Left Atrial Appendage Removal May Not Always Prevent Stroke
September 9, 2008 6:23 AM CT
A study recently published in the Journal of the American College of Cardiology evaluated 137 patients who had undergone surgical closure or removal of the left atrial appendage (LAA) and found a high failure rate and that surgical LAA closure may not protect against clots or strokes.
In the study, the LAA was closed by surgical excision (removal) in 52 patients (38%), by suture exclusion (closing off) in 73 (53%), and by stapler exclusion in 12 (9%).

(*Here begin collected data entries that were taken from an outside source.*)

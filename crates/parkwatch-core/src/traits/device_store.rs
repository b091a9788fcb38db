// # Device Store Trait
//
// Defines the interface for the durable side of device registration and the
// delivery audit log.
//
// ## Purpose
//
// The device store is the source of truth for:
// - Which devices are registered, and for which delivery environment
// - The server-assigned `last_updated` timestamp of each registration
// - The audit trail of every delivery attempt
// - Receipts that clients send back when a notification reaches them
//
// The `DeviceRegistry` keeps an in-memory cache in front of it; the cache is
// derived state and never authoritative.
//
// ## Implementations
//
// - File-based: JSON document with atomic writes (`FileDeviceStore`)
// - In-memory: `MemoryDeviceStore`
//
// ## Usage
//
// ```rust,ignore
// use parkwatch_core::traits::{DeviceRegistration, DeviceStore, Environment};
//
// let store = /* DeviceStore implementation */;
// let confirmed = store
//     .upsert(&DeviceRegistration::new(token, "2.4.0", "iPhone", Environment::Production))
//     .await?;
// assert!(confirmed.last_updated > client_supplied_time);
// ```

use async_trait::async_trait;
use chrono::{DateTime, Utc};
use serde::{Deserialize, Serialize};

use crate::state::OperationalStatus;

/// Length of a device token in hex characters
pub const DEVICE_TOKEN_LEN: usize = 64;

/// Delivery environment of a device (selects the push channel)
#[derive(Debug, Clone, Copy, PartialEq, Eq, Hash, Default, Serialize, Deserialize)]
#[serde(rename_all = "lowercase")]
pub enum Environment {
    /// Sandbox channel (debug builds)
    #[default]
    Development,
    /// Production channel
    Production,
}

impl Environment {
    /// Lowercase name as used on the wire and in configuration
    pub fn as_str(&self) -> &'static str {
        match self {
            Environment::Development => "development",
            Environment::Production => "production",
        }
    }
}

impl std::fmt::Display for Environment {
    fn fmt(&self, f: &mut std::fmt::Formatter<'_>) -> std::fmt::Result {
        f.write_str(self.as_str())
    }
}

impl std::str::FromStr for Environment {
    type Err = crate::Error;

    fn from_str(s: &str) -> Result<Self, Self::Err> {
        match s.trim().to_ascii_lowercase().as_str() {
            "development" | "dev" | "sandbox" => Ok(Environment::Development),
            "production" | "prod" => Ok(Environment::Production),
            other => Err(crate::Error::invalid_input(format!(
                "Unknown environment: {}",
                other
            ))),
        }
    }
}

/// One registered device
#[derive(Debug, Clone, PartialEq, Eq, Serialize, Deserialize)]
#[serde(rename_all = "camelCase")]
pub struct DeviceRegistration {
    /// Opaque 64-character hex token
    pub device_token: String,
    /// Client app version
    #[serde(default)]
    pub app_version: String,
    /// Client device model
    #[serde(default)]
    pub device_type: String,
    /// Delivery environment
    #[serde(default)]
    pub environment: Environment,
    /// Server-assigned timestamp of the last upsert.
    ///
    /// Any value supplied by a client is ignored by [`DeviceStore::upsert`].
    #[serde(default)]
    pub last_updated: DateTime<Utc>,
}

impl DeviceRegistration {
    /// Create a registration request. `last_updated` is left at the epoch
    /// until the store confirms the write.
    pub fn new(
        device_token: impl Into<String>,
        app_version: impl Into<String>,
        device_type: impl Into<String>,
        environment: Environment,
    ) -> Self {
        Self {
            device_token: device_token.into(),
            app_version: app_version.into(),
            device_type: device_type.into(),
            environment,
            last_updated: DateTime::<Utc>::default(),
        }
    }

    /// Validate the token format (exactly 64 hex characters)
    pub fn validate(&self) -> Result<(), crate::Error> {
        validate_device_token(&self.device_token)
    }

    /// Abbreviated token for log output
    pub fn short_token(&self) -> &str {
        short_token(&self.device_token)
    }
}

/// Check that a device token is exactly 64 hex characters
pub fn validate_device_token(token: &str) -> Result<(), crate::Error> {
    if token.len() != DEVICE_TOKEN_LEN || !token.chars().all(|c| c.is_ascii_hexdigit()) {
        return Err(crate::Error::invalid_input(format!(
            "Device token must be {} hex characters (got {} characters)",
            DEVICE_TOKEN_LEN,
            token.len()
        )));
    }
    Ok(())
}

/// First eight characters of a token; tokens are never logged in full
pub fn short_token(token: &str) -> &str {
    token.get(..8).unwrap_or(token)
}

/// Classified result of one delivery attempt
#[derive(Debug, Clone, Copy, PartialEq, Eq, Hash, Serialize, Deserialize)]
#[serde(rename_all = "snake_case")]
pub enum DeliveryOutcome {
    /// The channel accepted the notification
    Delivered,
    /// Rate limited, timed out, server error; not retried
    TransientFailure,
    /// The token is dead; the registration was evicted
    PermanentInvalid,
}

/// Immutable audit record of one delivery attempt
#[derive(Debug, Clone, PartialEq, Eq, Serialize, Deserialize)]
#[serde(rename_all = "camelCase")]
pub struct AuditRecord {
    /// Store-assigned sequence number (0 until appended)
    #[serde(default)]
    pub id: u64,
    pub device_token: String,
    pub timestamp: DateTime<Utc>,
    pub entity_id: String,
    pub park_id: String,
    pub old_status: OperationalStatus,
    pub new_status: OperationalStatus,
    pub old_wait_minutes: u32,
    pub new_wait_minutes: u32,
    pub outcome: DeliveryOutcome,
    #[serde(default, skip_serializing_if = "Option::is_none")]
    pub failure_reason: Option<String>,
}

/// A client's acknowledgement that a notification arrived
#[derive(Debug, Clone, PartialEq, Eq, Serialize, Deserialize)]
#[serde(rename_all = "camelCase")]
pub struct DeliveryReceipt {
    /// Store-assigned sequence number (0 until appended)
    #[serde(default)]
    pub id: u64,
    pub device_token: String,
    /// When the device says it received the notification
    pub client_time: DateTime<Utc>,
    /// When the receipt reached the server; assigned on record
    #[serde(default)]
    pub server_time: DateTime<Utc>,
    pub entity_id: String,
    #[serde(default)]
    pub park_id: String,
    pub old_status: OperationalStatus,
    pub new_status: OperationalStatus,
    #[serde(default)]
    pub old_wait_time: u32,
    #[serde(default)]
    pub new_wait_time: u32,
}

impl DeliveryReceipt {
    /// Check the fields a receipt cannot be recorded without
    pub fn validate(&self) -> Result<(), crate::Error> {
        validate_device_token(&self.device_token)?;
        if self.entity_id.trim().is_empty() {
            return Err(crate::Error::invalid_input("Receipt entity id is required"));
        }
        Ok(())
    }
}

/// Trait for device store implementations
///
/// Implementations must be thread-safe and usable across async tasks.
///
/// # Ownership
///
/// The store only persists. It does not cache (owned by `DeviceRegistry`),
/// decide evictions (owned by the delivery pool) or validate token format
/// (owned by `DeviceRegistry`).
#[async_trait]
pub trait DeviceStore: Send + Sync {
    /// Insert or update a registration keyed by token
    ///
    /// The store assigns `last_updated` from its own clock and returns the
    /// registration exactly as committed.
    ///
    /// # Returns
    ///
    /// - `Ok(DeviceRegistration)`: The committed row
    /// - `Err(Error)`: Storage error (nothing was committed)
    async fn upsert(
        &self,
        registration: &DeviceRegistration,
    ) -> Result<DeviceRegistration, crate::Error>;

    /// Get one registration
    ///
    /// # Returns
    ///
    /// - `Ok(Some(DeviceRegistration))`: Found
    /// - `Ok(None)`: No such token
    /// - `Err(Error)`: Storage error
    async fn get(&self, device_token: &str) -> Result<Option<DeviceRegistration>, crate::Error>;

    /// All registrations, most recently updated first
    async fn get_all(&self) -> Result<Vec<DeviceRegistration>, crate::Error>;

    /// Delete a registration
    ///
    /// Deleting an unknown token is not an error.
    async fn delete(&self, device_token: &str) -> Result<(), crate::Error>;

    /// Delete every registration last updated before `cutoff`
    ///
    /// # Returns
    ///
    /// The tokens that were removed
    async fn delete_older_than(&self, cutoff: DateTime<Utc>) -> Result<Vec<String>, crate::Error>;

    /// Append one delivery audit record
    async fn append_audit(&self, record: &AuditRecord) -> Result<(), crate::Error>;

    /// Most recent audit records, newest first
    async fn recent_audits(&self, limit: usize) -> Result<Vec<AuditRecord>, crate::Error>;

    /// Append one client delivery receipt
    async fn append_receipt(&self, receipt: &DeliveryReceipt) -> Result<(), crate::Error>;

    /// Most recent receipts, newest first
    async fn recent_receipts(&self, limit: usize) -> Result<Vec<DeliveryReceipt>, crate::Error>;

    /// Persist any pending changes
    async fn flush(&self) -> Result<(), crate::Error>;
}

Surgical excision – 38 (73%)
Suture exclusion – 17 (27%)
Stapler exclusion – 0 ( 0%)
In the postoperative evaluation using transesophageal echocardiography (TEE), 41% of patients with failed LAA exclusion had LAA clots, but none with excision had clots.
Postoperative strokes or TIAs were reported in 6 with LAA excision, 11 with suture exclusion, and 1 with stapler exclusion. Of the 55 patients with a successful LAA closure, 6 (11%) had a postoperative stroke or TIA versus 12 of the 82 (15%) with unsuccessful LAA closure.
The study concluded that surgical LAA closure has a high failure rate, but that surgical excision appears to be preferable to suture or stapler. It also suggests that incomplete or failed closure puts us at significant risk, and thus surgical LAA closure may not protect against clots or strokes.
Read the full study results here at Success of Surgical Left Atrial Appendage Closure: Assessment by Transesophageal Echocardiography…
Thus, if you are planning to have a maze or mini maze surgery, you need to discuss with your surgeon how he or she will deal with the left atrial appendage. Fortunately, new closures are now available that were not available during this study, but you cannot be too careful in evaluating every detail before your surgery.